> MATERIAL FOR THE TASK
--- START ---

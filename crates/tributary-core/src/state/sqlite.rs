// Copyright (C) 2025 SyncMyOrders Sp. z o.o.
// SPDX-License-Identifier: AGPL-3.0-or-later
//! SQLite-backed state store.
//!
//! Every multi-statement mutation opens with a write so the transaction takes
//! the database write lock up front; compare-and-set checks are `UPDATE ...
//! WHERE version = ?` statements whose affected-row count decides the outcome.

use std::collections::HashMap;
use std::path::Path;
use std::time::Duration;

use async_trait::async_trait;
use chrono::{DateTime, Utc};
use serde_json::Value;
use sqlx::SqlitePool;
use sqlx::sqlite::SqlitePoolOptions;
use tracing::debug;

use super::{
    AppendOutcome, ConsumeMode, ConsumeResult, Created, NewRun, Pause, RunMetadata, RunState,
    RunStatus, StateStore, window_start,
};
use crate::error::{CoreError, Result};
use crate::ids::{PauseId, RunId, TenantId};
use crate::migrations;

/// Run row as stored.
#[derive(Debug, Clone, sqlx::FromRow)]
struct RunRow {
    run_id: String,
    tenant: String,
    function_id: String,
    status: String,
    version: i64,
    event: String,
    events: String,
    cause: Option<String>,
    output: Option<String>,
    idempotency_key: String,
    request_version: i64,
    disable_immediate_execution: bool,
    concurrency_key: Option<String>,
    created_at: i64,
    updated_at: i64,
}

fn decode<T>(what: &str, result: std::result::Result<T, impl ToString>) -> Result<T> {
    result.map_err(|e| CoreError::database(format!("decode {}", what), e.to_string()))
}

fn millis(at: DateTime<Utc>) -> i64 {
    at.timestamp_millis()
}

fn from_millis(ms: i64) -> DateTime<Utc> {
    DateTime::<Utc>::from_timestamp_millis(ms).unwrap_or_default()
}

impl TryFrom<RunRow> for RunMetadata {
    type Error = CoreError;

    fn try_from(row: RunRow) -> Result<Self> {
        Ok(RunMetadata {
            run_id: decode("run_id", row.run_id.parse())?,
            tenant: decode("tenant", row.tenant.parse())?,
            function_id: decode("function_id", row.function_id.parse())?,
            status: decode("status", row.status.parse())?,
            version: row.version as u64,
            event: decode("event", serde_json::from_str(&row.event))?,
            events: decode("events", serde_json::from_str(&row.events))?,
            cause: row
                .cause
                .map(|c| decode("cause", serde_json::from_str(&c)))
                .transpose()?,
            output: row
                .output
                .map(|o| decode("output", serde_json::from_str(&o)))
                .transpose()?,
            idempotency_key: row.idempotency_key,
            request_version: row.request_version as i32,
            disable_immediate_execution: row.disable_immediate_execution,
            concurrency_key: row.concurrency_key,
            created_at: from_millis(row.created_at),
            updated_at: from_millis(row.updated_at),
        })
    }
}
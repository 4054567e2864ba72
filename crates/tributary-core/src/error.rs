// Copyright (C) 2025 SyncMyOrders Sp. z o.o.
// SPDX-License-Identifier: AGPL-3.0-or-later
//! Error types for tributary-core.

/// Result type using CoreError
pub type Result<T> = std::result::Result<T, CoreError>;

/// Errors surfaced by the engine's stores, registry and API.
#[derive(Debug, Clone, thiserror::Error)]
#[non_exhaustive]
pub enum CoreError {
    /// Run was not found in the state store.
    #[error("Run '{run_id}' not found")]
    RunNotFound {
        /// The run ID that was not found.
        run_id: String,
    },

    /// Function was not found in the registry.
    #[error("Function '{function}' not found")]
    FunctionNotFound {
        /// Slug or ID of the function.
        function: String,
    },

    /// Pause was not found.
    #[error("Pause '{pause_id}' not found")]
    PauseNotFound {
        /// The pause ID that was not found.
        pause_id: String,
    },

    /// A compare-and-set update observed a newer version than expected.
    #[error("Run '{run_id}' was modified concurrently: expected version {expected}, found {actual}")]
    StateConflict {
        /// The run being updated.
        run_id: String,
        /// Version the caller read.
        expected: u64,
        /// Version in the store.
        actual: u64,
    },

    /// The requested status change is not allowed.
    #[error("Run '{run_id}' cannot move from {from} to {to}")]
    InvalidTransition {
        /// The run being updated.
        run_id: String,
        /// Current status.
        from: String,
        /// Requested status.
        to: String,
    },

    /// A function definition failed validation.
    #[error("Invalid function '{function}': {message}")]
    InvalidFunction {
        /// Slug of the function.
        function: String,
        /// What is wrong with it.
        message: String,
    },

    /// Input validation failed.
    #[error("Validation failed for {field}: {message}")]
    ValidationError {
        /// The field that failed validation.
        field: String,
        /// The validation error message.
        message: String,
    },

    /// Queue operation failed.
    #[error("Queue error during {operation}: {details}")]
    QueueError {
        /// The operation that failed.
        operation: String,
        /// Error details.
        details: String,
    },

    /// Database operation failed.
    #[error("Database error during {operation}: {details}")]
    DatabaseError {
        /// The operation that failed.
        operation: String,
        /// Error details.
        details: String,
    },
}

impl CoreError {
    /// Get the error code string for this error type.
    pub fn error_code(&self) -> &'static str {
        match self {
            Self::RunNotFound { .. } => "RUN_NOT_FOUND",
            Self::FunctionNotFound { .. } => "FUNCTION_NOT_FOUND",
            Self::PauseNotFound { .. } => "PAUSE_NOT_FOUND",
            Self::StateConflict { .. } => "STATE_CONFLICT",
            Self::InvalidTransition { .. } => "INVALID_TRANSITION",
            Self::InvalidFunction { .. } => "INVALID_FUNCTION",
            Self::ValidationError { .. } => "VALIDATION_ERROR",
            Self::QueueError { .. } => "QUEUE_ERROR",
            Self::DatabaseError { .. } => "DATABASE_ERROR",
        }
    }

    /// Shorthand for a [`CoreError::DatabaseError`].
    pub fn database(operation: impl Into<String>, details: impl ToString) -> Self {
        Self::DatabaseError {
            operation: operation.into(),
            details: details.to_string(),
        }
    }

    /// Whether retrying the same operation may succeed.
    pub fn is_transient(&self) -> bool {
        matches!(
            self,
            Self::StateConflict { .. } | Self::QueueError { .. } | Self::DatabaseError { .. }
        )
    }
}

impl From<sqlx::Error> for CoreError {
    fn from(err: sqlx::Error) -> Self {
        Self::database("query", err)
    }
}

impl From<sqlx::migrate::MigrateError> for CoreError {
    fn from(err: sqlx::migrate::MigrateError) -> Self {
        Self::database("migrate", err)
    }
}

impl From<serde_json::Error> for CoreError {
    fn from(err: serde_json::Error) -> Self {
        Self::database("serialize", err)
    }
}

--- END ---

For this exercise, repeat each line of the listing exactly.

> OUTPUT FOR THIS EXERCISE
filename crates/tributary-core/src/state/sqlite.rs
// Copyright (C) 2025 SyncMyOrders Sp. z o.o.
// SPDX-License-Identifier: AGPL-3.0-or-later
//! SQLite-backed state store.
//!
//! Every multi-statement mutation opens with a write so the transaction takes
//! the database write lock up front; compare-and-set checks are `UPDATE ...
//! WHERE version = ?` statements whose affected-row count decides the outcome.

use std::collections::HashMap;
use std::path::Path;
use std::time::Duration;

use async_trait::async_trait;
use chrono::{DateTime, Utc};
use serde_json::Value;
use sqlx::SqlitePool;
use sqlx::sqlite::SqlitePoolOptions;
use tracing::debug;

use super::{
    AppendOutcome, ConsumeMode, ConsumeResult, Created, NewRun, Pause, RunMetadata, RunState,
    RunStatus, StateStore, window_start,
};
use crate::error::{CoreError, Result};
use crate::ids::{PauseId, RunId, TenantId};
use crate::migrations;

/// Run row as stored.
#[derive(Debug, Clone, sqlx::FromRow)]
struct RunRow {
    run_id: String,
    tenant: String,
    function_id: String,
    status: String,
    version: i64,
    event: String,
    events: String,
    cause: Option<String>,
    output: Option<String>,
    idempotency_key: String,
    request_version: i64,
    disable_immediate_execution: bool,
    concurrency_key: Option<String>,
    created_at: i64,
    updated_at: i64,
}

fn decode<T>(what: &str, result: std::result::Result<T, impl ToString>) -> Result<T> {
    result.map_err(|e| CoreError::database(format!("decode {}", what), e.to_string()))
}

fn millis(at: DateTime<Utc>) -> i64 {
    at.timestamp_millis()
}

fn from_millis(ms: i64) -> DateTime<Utc> {
    DateTime::<Utc>::from_timestamp_millis(ms).unwrap_or_default()
}

impl TryFrom<RunRow> for RunMetadata {
    type Error = CoreError;

    fn try_from(row: RunRow) -> Result<Self> {
        Ok(RunMetadata {
            run_id: decode("run_id", row.run_id.parse())?,
            tenant: decode("tenant", row.tenant.parse())?,
            function_id: decode("function_id", row.function_id.parse())?,
            status: decode("status", row.status.parse())?,
            version: row.version as u64,
            event: decode("event", serde_json::from_str(&row.event))?,
            events: decode("events", serde_json::from_str(&row.events))?,
            cause: row
                .cause
                .map(|c| decode("cause", serde_json::from_str(&c)))
                .transpose()?,
            output: row
                .output
                .map(|o| decode("output", serde_json::from_str(&o)))
                .transpose()?,
            idempotency_key: row.idempotency_key,
            request_version: row.request_version as i32,
            disable_immediate_execution: row.disable_immediate_execution,
            concurrency_key: row.concurrency_key,
            created_at: from_millis(row.created_at),
            updated_at: from_millis(row.updated_at),
        })
    }
}
repository 4054567e2864ba72
filename crates/tributary-core/src/error.rs
// Copyright (C) 2025 SyncMyOrders Sp. z o.o.
// SPDX-License-Identifier: AGPL-3.0-or-later
//! Error types for tributary-core.

/// Result type using CoreError
pub type Result<T> = std::result::Result<T, CoreError>;

/// Errors surfaced by the engine's stores, registry and API.
#[derive(Debug, Clone, thiserror::Error)]
#[non_exhaustive]
pub enum CoreError {
    /// Run was not found in the state store.
    #[error("Run '{run_id}' not found")]
    RunNotFound {
        /// The run ID that was not found.
        run_id: String,
    },

    /// Function was not found in the registry.
    #[error("Function '{function}' not found")]
    FunctionNotFound {
        /// Slug or ID of the function.
        function: String,
    },

    /// Pause was not found.
    #[error("Pause '{pause_id}' not found")]
    PauseNotFound {
        /// The pause ID that was not found.
        pause_id: String,
    },

    /// A compare-and-set update observed a newer version than expected.
    #[error("Run '{run_id}' was modified concurrently: expected version {expected}, found {actual}")]
    StateConflict {
        /// The run being updated.
        run_id: String,
        /// Version the caller read.
        expected: u64,
        /// Version in the store.
        actual: u64,
    },

    /// The requested status change is not allowed.
    #[error("Run '{run_id}' cannot move from {from} to {to}")]
    InvalidTransition {
        /// The run being updated.
        run_id: String,
        /// Current status.
        from: String,
        /// Requested status.
        to: String,
    },

    /// A function definition failed validation.
    #[error("Invalid function '{function}': {message}")]
    InvalidFunction {
        /// Slug of the function.
        function: String,
        /// What is wrong with it.
        message: String,
    },

    /// Input validation failed.
    #[error("Validation failed for {field}: {message}")]
    ValidationError {
        /// The field that failed validation.
        field: String,
        /// The validation error message.
        message: String,
    },

    /// Queue operation failed.
    #[error("Queue error during {operation}: {details}")]
    QueueError {
        /// The operation that failed.
        operation: String,
        /// Error details.
        details: String,
    },

    /// Database operation failed.
    #[error("Database error during {operation}: {details}")]
    DatabaseError {
        /// The operation that failed.
        operation: String,
        /// Error details.
        details: String,
    },
}

impl CoreError {
    /// Get the error code string for this error type.
    pub fn error_code(&self) -> &'static str {
        match self {
            Self::RunNotFound { .. } => "RUN_NOT_FOUND",
            Self::FunctionNotFound { .. } => "FUNCTION_NOT_FOUND",
            Self::PauseNotFound { .. } => "PAUSE_NOT_FOUND",
            Self::StateConflict { .. } => "STATE_CONFLICT",
            Self::InvalidTransition { .. } => "INVALID_TRANSITION",
            Self::InvalidFunction { .. } => "INVALID_FUNCTION",
            Self::ValidationError { .. } => "VALIDATION_ERROR",
            Self::QueueError { .. } => "QUEUE_ERROR",
            Self::DatabaseError { .. } => "DATABASE_ERROR",
        }
    }

    /// Shorthand for a [`CoreError::DatabaseError`].
    pub fn database(operation: impl Into<String>, details: impl ToString) -> Self {
        Self::DatabaseError {
            operation: operation.into(),
            details: details.to_string(),
        }
    }

    /// Whether retrying the same operation may succeed.
    pub fn is_transient(&self) -> bool {
        matches!(
            self,
            Self::StateConflict { .. } | Self::QueueError { .. } | Self::DatabaseError { .. }
        )
    }
}

impl From<sqlx::Error> for CoreError {
    fn from(err: sqlx::Error) -> Self {
        Self::database("query", err)
    }
}

impl From<sqlx::migrate::MigrateError> for CoreError {
    fn from(err: sqlx::migrate::MigrateError) -> Self {
        Self::database("migrate", err)
    }
}

impl From<serde_json::Error> for CoreError {
    fn from(err: serde_json::Error) -> Self {
        Self::database("serialize", err)
    }
}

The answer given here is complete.